There’s no such thing as a set-it-and-forget-it strategy

Harvard Professor Michael Porter is the author of 20 best-selling books including Competitive Advantage, one of the most important and revered business books of all time.

A six-time winner of the annual McKinsey Award for the best Harvard Business Review article. Professor Porter is the most cited author in the fields of business and economics.

This man is a certified genius, and his path-finding books were the standard texts on business strategy for more than a decade.

In November 2012, Monitor Group, the consulting firm Porter co-founded, was unable to pay its bills and filed for bankruptcy. Ironically, Monitor’s claim to fame was that it could help companies implement Porter’s theory of “sustainable competitive advantage” and enjoy long-term profits. 
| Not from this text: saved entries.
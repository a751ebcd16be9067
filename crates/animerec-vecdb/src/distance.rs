use std::fmt;
use std::str::FromStr;

use serde::{Deserialize, Serialize};

/// Dissimilarity between two embeddings. Lower is closer.
#[derive(Debug, Clone, Copy, Default, PartialEq, Eq, Hash, Serialize, Deserialize)]
pub enum DistanceMetric {
    /// Squared Euclidean distance. For unit vectors this is `2 - 2·cos`,
    /// so relevance (`1 - distance`) can go negative.
    #[default]
    SquaredL2,
    /// `1 - cos`.
    Cosine,
}

impl DistanceMetric {
    /// Computes the distance between two equally sized vectors.
    #[must_use]
    pub fn distance(self, a: &[f32], b: &[f32]) -> f32 {
        match self {
            Self::SquaredL2 => a.iter().zip(b).map(|(x, y)| (x - y) * (x - y)).sum(),
            Self::Cosine => {
                let dot: f32 = a.iter().zip(b).map(|(x, y)| x * y).sum();
                let na = a.iter().map(|x| x * x).sum::<f32>().sqrt();
                let nb = b.iter().map(|x| x * x).sum::<f32>().sqrt();
                if na == 0.0 || nb == 0.0 {
                    1.0
                } else {
                    1.0 - dot / (na * nb)
                }
            }
        }
    }

    /// Name stored alongside a collection.
    #[must_use]
    pub fn as_str(self) -> &'static str {
        match self {
            Self::SquaredL2 => "l2",
            Self::Cosine => "cosine",
        }
    }
}

impl fmt::Display for DistanceMetric {
    fn fmt(&self, f: &mut fmt::Formatter<'_>) -> fmt::Result {
        f.write_str(self.as_str())
    }
}

impl FromStr for DistanceMetric {
    type Err = String;

    fn from_str(s: &str) -> Result<Self, Self::Err> {
        match s.to_ascii_lowercase().as_str() {
            "l2" | "squared_l2" => Ok(Self::SquaredL2),
            "cosine" | "cos" => Ok(Self::Cosine),
            other => Err(format!("unknown distance metric: {other}")),
        }
    }
}
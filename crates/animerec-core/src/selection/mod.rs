//! # Context Selection
//!
//! Turns raw nearest-neighbor hits into a bounded, relevance-ranked context:
//! hits are grouped per item, adaptive thresholds are derived from the score
//! distribution, and each item contributes its best chunks until the item
//! cap is reached.

pub mod config;
pub mod grouping;
pub mod selector;
pub mod thresholds;

pub use config::SelectionConfig;
pub use grouping::group_hits;
pub use selector::ContextSelector;
pub use thresholds::Thresholds;
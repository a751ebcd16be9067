//! # Recommendation Pipeline
//!
//! query → similarity search → context selection → prompt → generation.

use tracing::{error, info};

use crate::backend::{SimilaritySearch, TextGenerator};
use crate::error::Result;
use crate::prompt::{PreparedPrompt, PromptTemplate};
use crate::selection::{ContextSelector, SelectionConfig};

/// Neighbors requested per query. The selector caps the context on its own,
/// so this only widens the candidate pool.
pub const DEFAULT_TOP_K: usize = 15;

/// Retrieval-augmented recommender over injected collaborators.
///
/// Holds no per-query state; it is `Send + Sync` whenever both collaborators
/// are, and may then serve concurrent queries.
pub struct Recommender<S, G> {
    search: S,
    generator: G,
    selector: ContextSelector,
    template: PromptTemplate,
    top_k: usize,
}

impl<S, G> Recommender<S, G> {
    /// Create a recommender with the default selection, template and `k`.
    pub fn new(search: S, generator: G) -> Self {
        Self {
            search,
            generator,
            selector: ContextSelector::default(),
            template: PromptTemplate::default(),
            top_k: DEFAULT_TOP_K,
        }
    }

    /// Set how many neighbors to request per query (at least one).
    pub fn with_top_k(mut self, top_k: usize) -> Self {
        self.top_k = top_k.max(1);
        self
    }

    /// Set the selection configuration.
    pub fn with_selection(mut self, config: SelectionConfig) -> Self {
        self.selector = ContextSelector::new(config);
        self
    }

    /// Set the prompt template.
    pub fn with_template(mut self, template: PromptTemplate) -> Self {
        self.template = template;
        self
    }

    /// Neighbors requested per query.
    pub fn top_k(&self) -> usize {
        self.top_k
    }
}

impl<S: SimilaritySearch, G> Recommender<S, G> {
    /// Runs retrieval and selection and returns the filled-in prompt.
    ///
    /// # Errors
    ///
    /// Propagates search failures unchanged.
    pub fn prepare(&self, query: &str) -> Result<PreparedPrompt> {
        let results = self.search.query_similar(query, self.top_k)?;
        let hits = results.hits();
        Ok(self.selector.prepare(query, &hits, &self.template))
    }
}

impl<S: SimilaritySearch, G: TextGenerator> Recommender<S, G> {
    /// Produces a recommendation for the query.
    ///
    /// Fails as a whole if either collaborator fails; no partial text is
    /// returned.
    ///
    /// # Errors
    ///
    /// Propagates search and generation failures unchanged.
    pub fn recommend(&self, query: &str) -> Result<String> {
        info!(query, "received a query");

        let outcome = self.prepare(query).and_then(|prepared| {
            info!(
                items = prepared.context.blocks.len(),
                chunks = prepared.context.chunk_count(),
                "context selected"
            );
            self.generator.complete(&prepared.prompt)
        });

        match outcome {
            Ok(text) => {
                info!("recommendation generated successfully");
                Ok(text)
            }
            Err(err) => {
                error!(%err, "failed to get recommendation");
                Err(err)
            }
        }
    }
}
This was Michael Porter, the sovereign of business strategy. How could it possibly go so wrong?

Hundreds of articles and several books have documented the shocking demise of this celebrated consultancy. The core problem was that Porter’s classic idea of sustainable competitive advantage prescribes a stationary mindset.

According to this much-trusted model, once you’ve found a sustainable advantage, your job is done. Theoretically, you sit back and enjoy consistent profits because you’ve put the research and strategy into your Porter framework.

But business is dynamic, and the speed of change is accelerating. Forces of competition are constantly fluctuating. Competitors become more or less powerful, new entrants into the market change the rules, and technological shifts can alter the business landscape like a wild cyclone. 

There’s no such thing as a set-it-and-forget-it strategy anymore. Once you’ve established some small advantage, the momentum depends on what you do with it. You need to act before your relevance collapses. 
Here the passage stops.